EXERCISE AIM: Print the data that follows exactly, leaving nothing out.

* * * * * * * * *

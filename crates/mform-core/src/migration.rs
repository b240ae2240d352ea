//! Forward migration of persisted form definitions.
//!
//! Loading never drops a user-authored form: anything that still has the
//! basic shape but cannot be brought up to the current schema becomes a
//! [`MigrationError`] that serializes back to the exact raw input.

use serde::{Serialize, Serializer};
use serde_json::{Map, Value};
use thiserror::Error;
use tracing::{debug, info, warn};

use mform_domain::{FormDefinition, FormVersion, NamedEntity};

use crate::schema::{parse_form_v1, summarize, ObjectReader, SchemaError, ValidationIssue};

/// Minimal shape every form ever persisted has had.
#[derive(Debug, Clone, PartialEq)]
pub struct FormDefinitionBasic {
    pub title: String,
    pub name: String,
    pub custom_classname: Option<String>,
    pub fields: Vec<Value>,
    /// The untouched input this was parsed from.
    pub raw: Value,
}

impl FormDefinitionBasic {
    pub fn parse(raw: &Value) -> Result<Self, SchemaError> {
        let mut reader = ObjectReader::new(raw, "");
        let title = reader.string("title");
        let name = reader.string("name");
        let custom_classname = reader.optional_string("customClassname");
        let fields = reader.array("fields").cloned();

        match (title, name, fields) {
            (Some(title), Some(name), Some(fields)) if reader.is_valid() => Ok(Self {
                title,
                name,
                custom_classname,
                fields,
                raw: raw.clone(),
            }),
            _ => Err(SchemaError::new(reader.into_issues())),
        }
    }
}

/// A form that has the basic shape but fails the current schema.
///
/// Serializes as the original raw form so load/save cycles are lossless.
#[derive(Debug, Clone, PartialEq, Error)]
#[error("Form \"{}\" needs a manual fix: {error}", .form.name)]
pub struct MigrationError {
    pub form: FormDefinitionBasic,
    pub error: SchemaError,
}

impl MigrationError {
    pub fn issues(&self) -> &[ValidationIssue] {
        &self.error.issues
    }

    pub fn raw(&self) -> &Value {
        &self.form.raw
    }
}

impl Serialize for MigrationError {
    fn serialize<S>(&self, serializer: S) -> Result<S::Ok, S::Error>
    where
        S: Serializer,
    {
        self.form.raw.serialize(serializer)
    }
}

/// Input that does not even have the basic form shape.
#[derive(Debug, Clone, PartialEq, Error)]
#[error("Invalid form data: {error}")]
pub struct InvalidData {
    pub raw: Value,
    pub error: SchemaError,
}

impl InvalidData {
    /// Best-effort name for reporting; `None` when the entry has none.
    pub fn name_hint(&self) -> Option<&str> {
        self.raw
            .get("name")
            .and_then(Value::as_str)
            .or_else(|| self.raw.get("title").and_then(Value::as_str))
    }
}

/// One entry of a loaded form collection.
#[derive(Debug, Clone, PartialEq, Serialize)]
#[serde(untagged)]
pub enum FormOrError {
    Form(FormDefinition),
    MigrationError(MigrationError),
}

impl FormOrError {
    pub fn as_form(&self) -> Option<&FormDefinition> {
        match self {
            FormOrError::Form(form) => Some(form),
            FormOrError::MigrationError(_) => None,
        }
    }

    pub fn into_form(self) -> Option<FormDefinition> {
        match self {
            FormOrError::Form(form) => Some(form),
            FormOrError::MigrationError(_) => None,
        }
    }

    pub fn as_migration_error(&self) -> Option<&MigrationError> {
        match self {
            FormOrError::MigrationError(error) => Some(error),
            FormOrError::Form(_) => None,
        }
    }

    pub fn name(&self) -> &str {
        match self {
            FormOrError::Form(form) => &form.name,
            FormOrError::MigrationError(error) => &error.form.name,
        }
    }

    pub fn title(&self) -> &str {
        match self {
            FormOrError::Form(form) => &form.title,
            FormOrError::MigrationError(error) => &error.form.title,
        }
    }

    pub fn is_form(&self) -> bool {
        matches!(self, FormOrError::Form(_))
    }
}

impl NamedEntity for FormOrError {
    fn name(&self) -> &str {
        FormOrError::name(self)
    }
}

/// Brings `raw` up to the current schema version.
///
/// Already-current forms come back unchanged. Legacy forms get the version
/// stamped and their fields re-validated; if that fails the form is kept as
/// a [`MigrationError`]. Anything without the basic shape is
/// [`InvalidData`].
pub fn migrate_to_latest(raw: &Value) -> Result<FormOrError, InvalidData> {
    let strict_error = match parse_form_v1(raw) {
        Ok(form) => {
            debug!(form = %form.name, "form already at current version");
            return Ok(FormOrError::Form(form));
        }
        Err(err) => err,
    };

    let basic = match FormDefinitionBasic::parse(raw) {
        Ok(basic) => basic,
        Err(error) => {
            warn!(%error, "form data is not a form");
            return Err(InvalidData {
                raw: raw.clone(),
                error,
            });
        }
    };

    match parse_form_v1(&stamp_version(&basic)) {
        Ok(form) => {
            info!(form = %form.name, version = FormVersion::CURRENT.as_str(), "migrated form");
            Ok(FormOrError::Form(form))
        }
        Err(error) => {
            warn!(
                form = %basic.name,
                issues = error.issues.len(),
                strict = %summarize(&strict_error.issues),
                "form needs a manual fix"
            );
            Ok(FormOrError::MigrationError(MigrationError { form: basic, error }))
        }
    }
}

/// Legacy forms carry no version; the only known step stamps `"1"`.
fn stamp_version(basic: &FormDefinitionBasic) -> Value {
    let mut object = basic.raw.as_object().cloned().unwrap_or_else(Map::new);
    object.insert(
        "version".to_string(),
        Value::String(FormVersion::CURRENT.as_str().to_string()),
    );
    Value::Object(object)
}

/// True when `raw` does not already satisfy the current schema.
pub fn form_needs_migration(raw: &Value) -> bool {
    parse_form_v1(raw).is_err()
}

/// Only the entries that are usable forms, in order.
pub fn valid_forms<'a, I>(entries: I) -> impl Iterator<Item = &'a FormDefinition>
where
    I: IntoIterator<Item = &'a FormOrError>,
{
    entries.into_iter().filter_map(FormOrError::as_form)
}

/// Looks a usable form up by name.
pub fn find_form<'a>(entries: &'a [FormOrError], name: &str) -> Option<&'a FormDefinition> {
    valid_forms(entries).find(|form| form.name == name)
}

* * * * * * * * *

EXERCISE ANSWER:
filename crates/mform-core/src/migration.rs
repository b240ae2240d352ea
//! Forward migration of persisted form definitions.
//!
//! Loading never drops a user-authored form: anything that still has the
//! basic shape but cannot be brought up to the current schema becomes a
//! [`MigrationError`] that serializes back to the exact raw input.

use serde::{Serialize, Serializer};
use serde_json::{Map, Value};
use thiserror::Error;
use tracing::{debug, info, warn};

use mform_domain::{FormDefinition, FormVersion, NamedEntity};

use crate::schema::{parse_form_v1, summarize, ObjectReader, SchemaError, ValidationIssue};

/// Minimal shape every form ever persisted has had.
#[derive(Debug, Clone, PartialEq)]
pub struct FormDefinitionBasic {
    pub title: String,
    pub name: String,
    pub custom_classname: Option<String>,
    pub fields: Vec<Value>,
    /// The untouched input this was parsed from.
    pub raw: Value,
}

impl FormDefinitionBasic {
    pub fn parse(raw: &Value) -> Result<Self, SchemaError> {
        let mut reader = ObjectReader::new(raw, "");
        let title = reader.string("title");
        let name = reader.string("name");
        let custom_classname = reader.optional_string("customClassname");
        let fields = reader.array("fields").cloned();

        match (title, name, fields) {
            (Some(title), Some(name), Some(fields)) if reader.is_valid() => Ok(Self {
                title,
                name,
                custom_classname,
                fields,
                raw: raw.clone(),
            }),
            _ => Err(SchemaError::new(reader.into_issues())),
        }
    }
}

/// A form that has the basic shape but fails the current schema.
///
/// Serializes as the original raw form so load/save cycles are lossless.
#[derive(Debug, Clone, PartialEq, Error)]
#[error("Form \"{}\" needs a manual fix: {error}", .form.name)]
pub struct MigrationError {
    pub form: FormDefinitionBasic,
    pub error: SchemaError,
}

impl MigrationError {
    pub fn issues(&self) -> &[ValidationIssue] {
        &self.error.issues
    }

    pub fn raw(&self) -> &Value {
        &self.form.raw
    }
}

impl Serialize for MigrationError {
    fn serialize<S>(&self, serializer: S) -> Result<S::Ok, S::Error>
    where
        S: Serializer,
    {
        self.form.raw.serialize(serializer)
    }
}

/// Input that does not even have the basic form shape.
#[derive(Debug, Clone, PartialEq, Error)]
#[error("Invalid form data: {error}")]
pub struct InvalidData {
    pub raw: Value,
    pub error: SchemaError,
}

impl InvalidData {
    /// Best-effort name for reporting; `None` when the entry has none.
    pub fn name_hint(&self) -> Option<&str> {
        self.raw
            .get("name")
            .and_then(Value::as_str)
            .or_else(|| self.raw.get("title").and_then(Value::as_str))
    }
}

/// One entry of a loaded form collection.
#[derive(Debug, Clone, PartialEq, Serialize)]
#[serde(untagged)]
pub enum FormOrError {
    Form(FormDefinition),
    MigrationError(MigrationError),
}

impl FormOrError {
    pub fn as_form(&self) -> Option<&FormDefinition> {
        match self {
            FormOrError::Form(form) => Some(form),
            FormOrError::MigrationError(_) => None,
        }
    }

    pub fn into_form(self) -> Option<FormDefinition> {
        match self {
            FormOrError::Form(form) => Some(form),
            FormOrError::MigrationError(_) => None,
        }
    }

    pub fn as_migration_error(&self) -> Option<&MigrationError> {
        match self {
            FormOrError::MigrationError(error) => Some(error),
            FormOrError::Form(_) => None,
        }
    }

    pub fn name(&self) -> &str {
        match self {
            FormOrError::Form(form) => &form.name,
            FormOrError::MigrationError(error) => &error.form.name,
        }
    }

    pub fn title(&self) -> &str {
        match self {
            FormOrError::Form(form) => &form.title,
            FormOrError::MigrationError(error) => &error.form.title,
        }
    }

    pub fn is_form(&self) -> bool {
        matches!(self, FormOrError::Form(_))
    }
}

impl NamedEntity for FormOrError {
    fn name(&self) -> &str {
        FormOrError::name(self)
    }
}

/// Brings `raw` up to the current schema version.
///
/// Already-current forms come back unchanged. Legacy forms get the version
/// stamped and their fields re-validated; if that fails the form is kept as
/// a [`MigrationError`]. Anything without the basic shape is
/// [`InvalidData`].
pub fn migrate_to_latest(raw: &Value) -> Result<FormOrError, InvalidData> {
    let strict_error = match parse_form_v1(raw) {
        Ok(form) => {
            debug!(form = %form.name, "form already at current version");
            return Ok(FormOrError::Form(form));
        }
        Err(err) => err,
    };

    let basic = match FormDefinitionBasic::parse(raw) {
        Ok(basic) => basic,
        Err(error) => {
            warn!(%error, "form data is not a form");
            return Err(InvalidData {
                raw: raw.clone(),
                error,
            });
        }
    };

    match parse_form_v1(&stamp_version(&basic)) {
        Ok(form) => {
            info!(form = %form.name, version = FormVersion::CURRENT.as_str(), "migrated form");
            Ok(FormOrError::Form(form))
        }
        Err(error) => {
            warn!(
                form = %basic.name,
                issues = error.issues.len(),
                strict = %summarize(&strict_error.issues),
                "form needs a manual fix"
            );
            Ok(FormOrError::MigrationError(MigrationError { form: basic, error }))
        }
    }
}

/// Legacy forms carry no version; the only known step stamps `"1"`.
fn stamp_version(basic: &FormDefinitionBasic) -> Value {
    let mut object = basic.raw.as_object().cloned().unwrap_or_else(Map::new);
    object.insert(
        "version".to_string(),
        Value::String(FormVersion::CURRENT.as_str().to_string()),
    );
    Value::Object(object)
}

/// True when `raw` does not already satisfy the current schema.
pub fn form_needs_migration(raw: &Value) -> bool {
    parse_form_v1(raw).is_err()
}

/// Only the entries that are usable forms, in order.
pub fn valid_forms<'a, I>(entries: I) -> impl Iterator<Item = &'a FormDefinition>
where
    I: IntoIterator<Item = &'a FormOrError>,
{
    entries.into_iter().filter_map(FormOrError::as_form)
}

/// Looks a usable form up by name.
pub fn find_form<'a>(entries: &'a [FormOrError], name: &str) -> Option<&'a FormDefinition> {
    valid_forms(entries).find(|form| form.name == name)
}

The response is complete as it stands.